**EXERCISE REQUIREMENTS:** In the data below, count every line that holds the string "MarketResult" and reply with the number alone.
======== THE DATA
use crate::config;
use crate::error::{MarketError, MarketResult};
use crate::models::{NseAllIndices, NseIndexRow, NseOptionChain};
use rand::{seq::SliceRandom, thread_rng};
use reqwest::{header, Client, StatusCode};
use std::time::Duration;
use tokio::sync::RwLock;
use tokio_retry::strategy::ExponentialBackoff;
use tokio_retry::Retry;
use tracing::debug;

// -----------------------------------------------
// CLIENT WRAPPER WITH SESSION STATE
// -----------------------------------------------
pub struct NseClient {
    client: Client,
    warmed_up: RwLock<bool>,
}

impl NseClient {
    pub fn new() -> MarketResult<Self> {
        Ok(Self {
            client: build_client()?,
            warmed_up: RwLock::new(false),
        })
    }

    /// Warm up the NSE session cookies (only once per client).
    async fn warmup_if_needed(&self) -> MarketResult<()> {
        if *self.warmed_up.read().await {
            return Ok(());
        }

        let mut warmed = self.warmed_up.write().await;
        if !*warmed {
            self.client
                .get(config::NSE_BASE_URL)
                .header(header::ACCEPT, config::HEADER_ACCEPT_HTML)
                .send()
                .await
                .map_err(|e| {
                    MarketError::UpstreamUnavailable(format!("session warmup: {}", e))
                })?;

            tokio::time::sleep(Duration::from_millis(config::WARMUP_DELAY_MS)).await;
            *warmed = true;
        }

        Ok(())
    }

    /// Generic JSON fetch with retry and body validation.
    async fn fetch_json(&self, url: &str) -> MarketResult<String> {
        self.warmup_if_needed().await?;

        let backoff = ExponentialBackoff::from_millis(config::RETRY_BASE_DELAY_MS)
            .factor(config::RETRY_FACTOR)
            .max_delay(Duration::from_secs(config::RETRY_MAX_DELAY_SECS))
            .take(config::RETRY_MAX_ATTEMPTS);

        Retry::spawn(backoff, || async {
            debug!(url, "NSE fetch");
            let res = self
                .client
                .get(url)
                .header("Referer", config::HEADER_REFERER)
                .header("X-Requested-With", config::HEADER_X_REQUESTED_WITH)
                .send()
                .await
                .map_err(MarketError::from)?;

            let status = res.status();

            if status.is_success() {
                let text = res.text().await.map_err(MarketError::from)?;

                // NSE serves an HTML block page when the session is rejected.
                let trimmed = text.trim();
                if !trimmed.starts_with('{') && !trimmed.starts_with('[') {
                    let preview: String = text.chars().take(200).collect();
                    return Err(MarketError::UpstreamUnavailable(format!(
                        "non-JSON response: {}",
                        preview
                    )));
                }

                Ok(text)
            } else if status == StatusCode::TOO_MANY_REQUESTS || status.is_server_error() {
                Err(MarketError::UpstreamUnavailable(format!(
                    "retryable status {}",
                    status
                )))
            } else {
                let body = res.text().await.unwrap_or_default();
                let preview: String = body.chars().take(200).collect();
                Err(MarketError::UpstreamUnavailable(format!(
                    "status {}: {}",
                    status, preview
                )))
            }
        })
        .await
    }

    /// Full option chain for an underlying from the exchange endpoint.
    pub async fn fetch_option_chain(
        &self,
        symbol: &str,
        is_index: bool,
    ) -> MarketResult<NseOptionChain> {
        let url = config::nse_option_chain_url(symbol, is_index);
        let text = self.fetch_json(&url).await?;

        let chain: NseOptionChain = serde_json::from_str(&text)?;
        if chain.records.data.is_empty() {
            return Err(MarketError::UpstreamEmpty(format!(
                "option chain for {} carried no rows",
                symbol
            )));
        }
        Ok(chain)
    }

    /// All-indices snapshot, filtered to the configured key indices.
    pub async fn fetch_key_indices(&self) -> MarketResult<Vec<NseIndexRow>> {
        let text = self.fetch_json(config::NSE_ALL_INDICES_URL).await?;
        let all: NseAllIndices = serde_json::from_str(&text)?;

        let mut rows: Vec<NseIndexRow> = all
            .data
            .into_iter()
            .filter(|row| config::KEY_INDICES.contains(&row.index.as_str()))
            .collect();
        rows.sort_by_key(|row| {
            config::KEY_INDICES
                .iter()
                .position(|k| *k == row.index)
                .unwrap_or(usize::MAX)
        });

        if rows.is_empty() {
            return Err(MarketError::UpstreamEmpty(
                "allIndices carried no known indices".to_string(),
            ));
        }
        Ok(rows)
    }
}

// -----------------------------------------------
// HTTP CLIENT BUILDER
// -----------------------------------------------
fn build_client() -> MarketResult<Client> {
    let mut headers = header::HeaderMap::new();

    // Rotating Accept-Language headers (fingerprint avoidance)
    let lang = config::ACCEPT_LANGUAGES
        .choose(&mut thread_rng())
        .copied()
        .unwrap_or("en-US,en;q=0.9");
    headers.insert(
        header::ACCEPT_LANGUAGE,
        header::HeaderValue::from_str(lang)
            .map_err(|e| MarketError::UpstreamUnavailable(e.to_string()))?,
    );
    headers.insert(header::ACCEPT, header::HeaderValue::from_static("*/*"));

    Client::builder()
        .default_headers(headers)
        .cookie_store(true) // crucial for NSE
        .user_agent(config::USER_AGENT)
        .timeout(config::HTTP_TIMEOUT)
        .build()
        .map_err(|e| MarketError::UpstreamUnavailable(format!("client build: {}", e)))
}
================
**ANSWER TO THIS TASK:** 7